Frank Fulgham, project manager for the Office of Plant and Pest Control in the Virginia Department of Agricultural and Consumer Services, said there’s little the state can do to rebuild the honeybee population except hope that feral bees that escape from beekeepers will develop a tolerance to the mite.
Al Hollins, a beekeeper in Mechanicsville, said he regularly receives calls from farmers and orchard growers who want to rent his bees to help pollinate a crop, but he rarely rents his bees out these days. Cucumber and squash growers especially rely on honeybees, he said.
Herman Hohlt, a horticulture professor with Virginia Tech’s Eastern Shore Agricultural Research & Extension Center, said cucumber growers have long relied for years on rented hives.

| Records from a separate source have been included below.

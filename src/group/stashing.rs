//! This module contains the operations that move paths between stashes, drop
//! them, prune them, or transform them in place.

use derivative::Derivative;
use tracing::{debug, trace};

use crate::{
    condition::Condition,
    constant::{ACTIVE, DROP, PRUNED, STASHED},
    group::PathGroup,
    path::{Address, Path},
    stash,
};

/// The options for moving paths from one stash into another.
#[derive(Clone, Debug, Eq, PartialEq)]
pub struct StashOptions {
    /// The stash to move paths out of.
    pub from: String,

    /// The stash to move paths into.
    pub to: String,
}

impl StashOptions {
    /// Creates options that move paths from the active stash into the stashed
    /// stash.
    #[must_use]
    pub fn new() -> Self {
        Self::default()
    }

    /// Sets the stash to move paths out of to `stash`.
    #[must_use]
    pub fn with_from(mut self, stash: impl Into<String>) -> Self {
        self.from = stash.into();
        self
    }

    /// Sets the stash to move paths into to `stash`.
    #[must_use]
    pub fn with_to(mut self, stash: impl Into<String>) -> Self {
        self.to = stash.into();
        self
    }
}

impl Default for StashOptions {
    fn default() -> Self {
        let from = ACTIVE.to_string();
        let to = STASHED.to_string();
        Self { from, to }
    }
}

/// The options for moving paths back out of stashes.
#[derive(Clone, Debug, Eq, PartialEq)]
pub struct UnstashOptions {
    /// The stash to move paths into.
    pub to: String,

    /// The stash to move paths out of, or [`None`] to move them out of every
    /// stash other than `to` and those in `except`.
    pub from: Option<String>,

    /// The stashes to leave alone when `from` is [`None`].
    pub except: Vec<String>,
}

impl UnstashOptions {
    /// Creates options that move paths from the stashed stash into the active
    /// stash.
    #[must_use]
    pub fn new() -> Self {
        Self::default()
    }

    /// Sets the stash to move paths into to `stash`.
    #[must_use]
    pub fn with_to(mut self, stash: impl Into<String>) -> Self {
        self.to = stash.into();
        self
    }

    /// Sets the stash to move paths out of to `stash`.
    #[must_use]
    pub fn with_from(mut self, stash: impl Into<String>) -> Self {
        self.from = Some(stash.into());
        self
    }

    /// Moves paths out of every stash rather than a single one.
    #[must_use]
    pub fn from_all(mut self) -> Self {
        self.from = None;
        self
    }

    /// Adds `stash` to the stashes that are left alone when moving paths out
    /// of every stash.
    #[must_use]
    pub fn with_except(mut self, stash: impl Into<String>) -> Self {
        self.except.push(stash.into());
        self
    }
}

impl Default for UnstashOptions {
    fn default() -> Self {
        let to = ACTIVE.to_string();
        let from = Some(STASHED.to_string());
        let except = Vec::new();
        Self { to, from, except }
    }
}

/// The options for pruning paths.
#[derive(Derivative)]
#[derivative(Debug(bound = ""), Default(bound = ""))]
pub struct PruneOptions<P: Path> {
    /// Only paths matching this condition are considered for pruning. All
    /// paths are considered if it is [`None`].
    pub filter: Option<Condition<P>>,

    /// The stash to prune paths from.
    #[derivative(Default(value = "ACTIVE.to_string()"))]
    pub from: String,

    /// The stash to move pruned paths into.
    #[derivative(Default(value = "PRUNED.to_string()"))]
    pub to: String,
}

impl<P: Path> PruneOptions<P> {
    /// Creates the default prune options.
    #[must_use]
    pub fn new() -> Self {
        Self::default()
    }

    /// Only considers paths that match `filter` for pruning.
    #[must_use]
    pub fn with_filter(mut self, filter: impl Into<Condition<P>>) -> Self {
        self.filter = Some(filter.into());
        self
    }

    /// Sets the stash to prune paths from to `stash`.
    #[must_use]
    pub fn with_from(mut self, stash: impl Into<String>) -> Self {
        self.from = stash.into();
        self
    }

    /// Sets the stash to move pruned paths into to `stash`.
    #[must_use]
    pub fn with_to(mut self, stash: impl Into<String>) -> Self {
        self.to = stash.into();
        self
    }
}

/// What a path function decided to do with a single path.
#[derive(Clone, Debug, Eq, PartialEq)]
pub enum Applied<P> {
    /// Keep the original path.
    Keep,

    /// Replace the original path with this one.
    Replace(P),

    /// Replace the original path with all of these.
    Expand(Vec<P>),
}

/// A function that decides what happens to each path in a stash.
pub type PathFunc<P> = Box<dyn Fn(&P) -> Applied<P>>;

/// A function that transforms a whole stash.
pub type StashFunc<P> = Box<dyn FnOnce(Vec<P>) -> Vec<P>>;

/// The options for transforming the paths in a stash.
#[derive(Derivative)]
#[derivative(Debug, Default(bound = ""))]
pub struct ApplyOptions<P: Path> {
    /// The stash to transform.
    #[derivative(Default(value = "ACTIVE.to_string()"))]
    pub stash: String,

    /// Called on every path in the stash.
    #[derivative(Debug = "ignore")]
    pub path_func: Option<PathFunc<P>>,

    /// Called on the whole stash, after `path_func`.
    #[derivative(Debug = "ignore")]
    pub stash_func: Option<StashFunc<P>>,
}

impl<P: Path> ApplyOptions<P> {
    /// Creates options that leave the active stash unchanged.
    #[must_use]
    pub fn new() -> Self {
        Self::default()
    }

    /// Sets the stash to transform to `stash`.
    #[must_use]
    pub fn with_stash(mut self, stash: impl Into<String>) -> Self {
        self.stash = stash.into();
        self
    }

    /// Sets the function called on every path in the stash.
    #[must_use]
    pub fn with_path_func(mut self, f: impl Fn(&P) -> Applied<P> + 'static) -> Self {
        self.path_func = Some(Box::new(f));
        self
    }

    /// Sets the function called on the whole stash.
    #[must_use]
    pub fn with_stash_func(mut self, f: impl FnOnce(Vec<P>) -> Vec<P> + 'static) -> Self {
        self.stash_func = Some(Box::new(f));
        self
    }
}

impl<P: Path> PathGroup<P> {
    /// Moves the paths that match `filter` from one stash to the end of
    /// another, as described by `options`.
    ///
    /// Every path matches a `filter` of [`None`].
    #[must_use]
    pub fn stash(&self, filter: Option<Condition<P>>, options: StashOptions) -> Self {
        let predicate = Condition::compile(filter, true);
        let mut new_stashes = self.working_stashes();
        new_stashes.move_paths(Some(&*predicate), &options.from, &options.to);
        self.successor(new_stashes)
    }

    /// Moves the paths at `addr` between stashes, as described by `options`.
    #[must_use]
    pub fn stash_addr(&self, addr: Address, options: StashOptions) -> Self {
        self.stash(Some(Condition::Address(addr)), options)
    }

    /// Moves the paths that are not at `addr` between stashes, as described by
    /// `options`.
    #[must_use]
    pub fn stash_not_addr(&self, addr: Address, options: StashOptions) -> Self {
        self.stash(Some(not_at(addr)), options)
    }

    /// Moves the paths that have previously visited `addr` between stashes, as
    /// described by `options`.
    #[must_use]
    pub fn stash_addr_past(&self, addr: Address, options: StashOptions) -> Self {
        self.stash(Some(visited(addr)), options)
    }

    /// Moves the paths that have never visited `addr` between stashes, as
    /// described by `options`.
    #[must_use]
    pub fn stash_not_addr_past(&self, addr: Address, options: StashOptions) -> Self {
        self.stash(Some(not_visited(addr)), options)
    }

    /// Moves every path between stashes, as described by `options`.
    #[must_use]
    pub fn stash_all(&self, options: StashOptions) -> Self {
        self.stash(None, options)
    }

    /// Moves the paths that match `filter` back out of one or more stashes, as
    /// described by `options`.
    ///
    /// When moving out of every stash, the stashes are visited in iteration
    /// order so the moved paths keep their relative order within each source.
    #[must_use]
    pub fn unstash(&self, filter: Option<Condition<P>>, options: UnstashOptions) -> Self {
        let predicate = Condition::compile(filter, true);
        let UnstashOptions { to, from, except } = options;

        let mut new_stashes = self.working_stashes();
        let sources = match from {
            Some(from) => vec![from],
            None => new_stashes
                .names()
                .into_iter()
                .filter(|name| *name != to && !except.contains(name))
                .collect(),
        };
        for source in sources {
            trace!(from = source.as_str(), to = to.as_str(), "Unstashing paths");
            new_stashes.move_paths(Some(&*predicate), &source, &to);
        }

        self.successor(new_stashes)
    }

    /// Moves the paths at `addr` back out of stashes, as described by
    /// `options`.
    #[must_use]
    pub fn unstash_addr(&self, addr: Address, options: UnstashOptions) -> Self {
        self.unstash(Some(Condition::Address(addr)), options)
    }

    /// Moves the paths not at `addr` back out of stashes, as described by
    /// `options`.
    #[must_use]
    pub fn unstash_not_addr(&self, addr: Address, options: UnstashOptions) -> Self {
        self.unstash(Some(not_at(addr)), options)
    }

    /// Moves the paths that have previously visited `addr` back out of
    /// stashes, as described by `options`.
    #[must_use]
    pub fn unstash_addr_past(&self, addr: Address, options: UnstashOptions) -> Self {
        self.unstash(Some(visited(addr)), options)
    }

    /// Moves the paths that have never visited `addr` back out of stashes, as
    /// described by `options`.
    #[must_use]
    pub fn unstash_not_addr_past(&self, addr: Address, options: UnstashOptions) -> Self {
        self.unstash(Some(not_visited(addr)), options)
    }

    /// Moves every path out of every stash other than the destination and the
    /// excepted stashes in `options`, and into the destination.
    #[must_use]
    pub fn unstash_all(&self, options: UnstashOptions) -> Self {
        self.unstash(None, options.from_all())
    }

    /// Discards the paths in `stash` that match `filter`.
    ///
    /// Every path matches a `filter` of [`None`].
    #[must_use]
    pub fn drop(&self, filter: Option<Condition<P>>, stash: &str) -> Self {
        let predicate = Condition::compile(filter, true);
        let mut new_stashes = self.working_stashes();
        new_stashes.move_paths(Some(&*predicate), stash, DROP);
        self.successor(new_stashes)
    }

    /// Moves the paths that carry an error or are unsatisfiable from one stash
    /// to another, as described by `options`, reporting each of them to the
    /// hierarchy as unreachable.
    ///
    /// All other paths stay where they are, in their original order.
    #[must_use]
    pub fn prune(&self, options: PruneOptions<P>) -> Self {
        let PruneOptions { filter, from, to } = options;
        let predicate = Condition::compile(filter, true);
        let prunable =
            move |path: &P| predicate(path) && (path.is_errored() || !path.satisfiable());

        let mut new_stashes = self.working_stashes();
        let (pruned, kept) = stash::filter(Some(&prunable), new_stashes.take(&from));
        debug!(count = pruned.len(), from = from.as_str(), "Pruning paths");
        new_stashes.set(&from, kept);

        for path in &pruned {
            trace!(addr = path.addr(), "Reporting pruned path as unreachable");
            self.hierarchy.unreachable(path);
        }
        new_stashes.extend(&to, pruned);

        self.successor(new_stashes)
    }

    /// Transforms the paths in a stash, as described by `options`.
    ///
    /// The path function is applied to every path first, followed by the
    /// stash function on the result.
    #[must_use]
    pub fn apply(&self, options: ApplyOptions<P>) -> Self {
        let ApplyOptions {
            stash,
            path_func,
            stash_func,
        } = options;

        let mut new_stashes = self.working_stashes();
        let mut paths = new_stashes.take(&stash);

        if let Some(path_func) = path_func {
            paths = paths
                .into_iter()
                .flat_map(|path| match path_func(&path) {
                    Applied::Keep => vec![path],
                    Applied::Replace(new_path) => vec![new_path],
                    Applied::Expand(new_paths) => new_paths,
                })
                .collect();
        }
        if let Some(stash_func) = stash_func {
            paths = stash_func(paths);
        }

        new_stashes.set(&stash, paths);
        self.successor(new_stashes)
    }
}

/// Selects paths that are not at `addr`.
fn not_at<P: Path>(addr: Address) -> Condition<P> {
    Condition::predicate(move |path: &P| path.addr() != addr)
}

/// Selects paths that have previously visited `addr`.
fn visited<P: Path>(addr: Address) -> Condition<P> {
    Condition::predicate(move |path: &P| path.addr_backtrace().contains(&addr))
}

/// Selects paths that have never visited `addr`.
fn not_visited<P: Path>(addr: Address) -> Condition<P> {
    Condition::predicate(move |path: &P| !path.addr_backtrace().contains(&addr))
}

“Anybody who’s been growing a significant acreage has had the need for rented hives for years,” Hohlt said. “For small growers in and around urban areas, the lack of bees can be a problem.”
Although there’s heavy demand for beekeepers who will rent out their colonies, many beekeepers no longer do so for a variety of reasons. In some cases, people with only a few colonies got out of the business because of the mites and never resumed even after options arose for treatment.
“Beekeeping has not historically attracted a lot of new blood,” Fulgham said.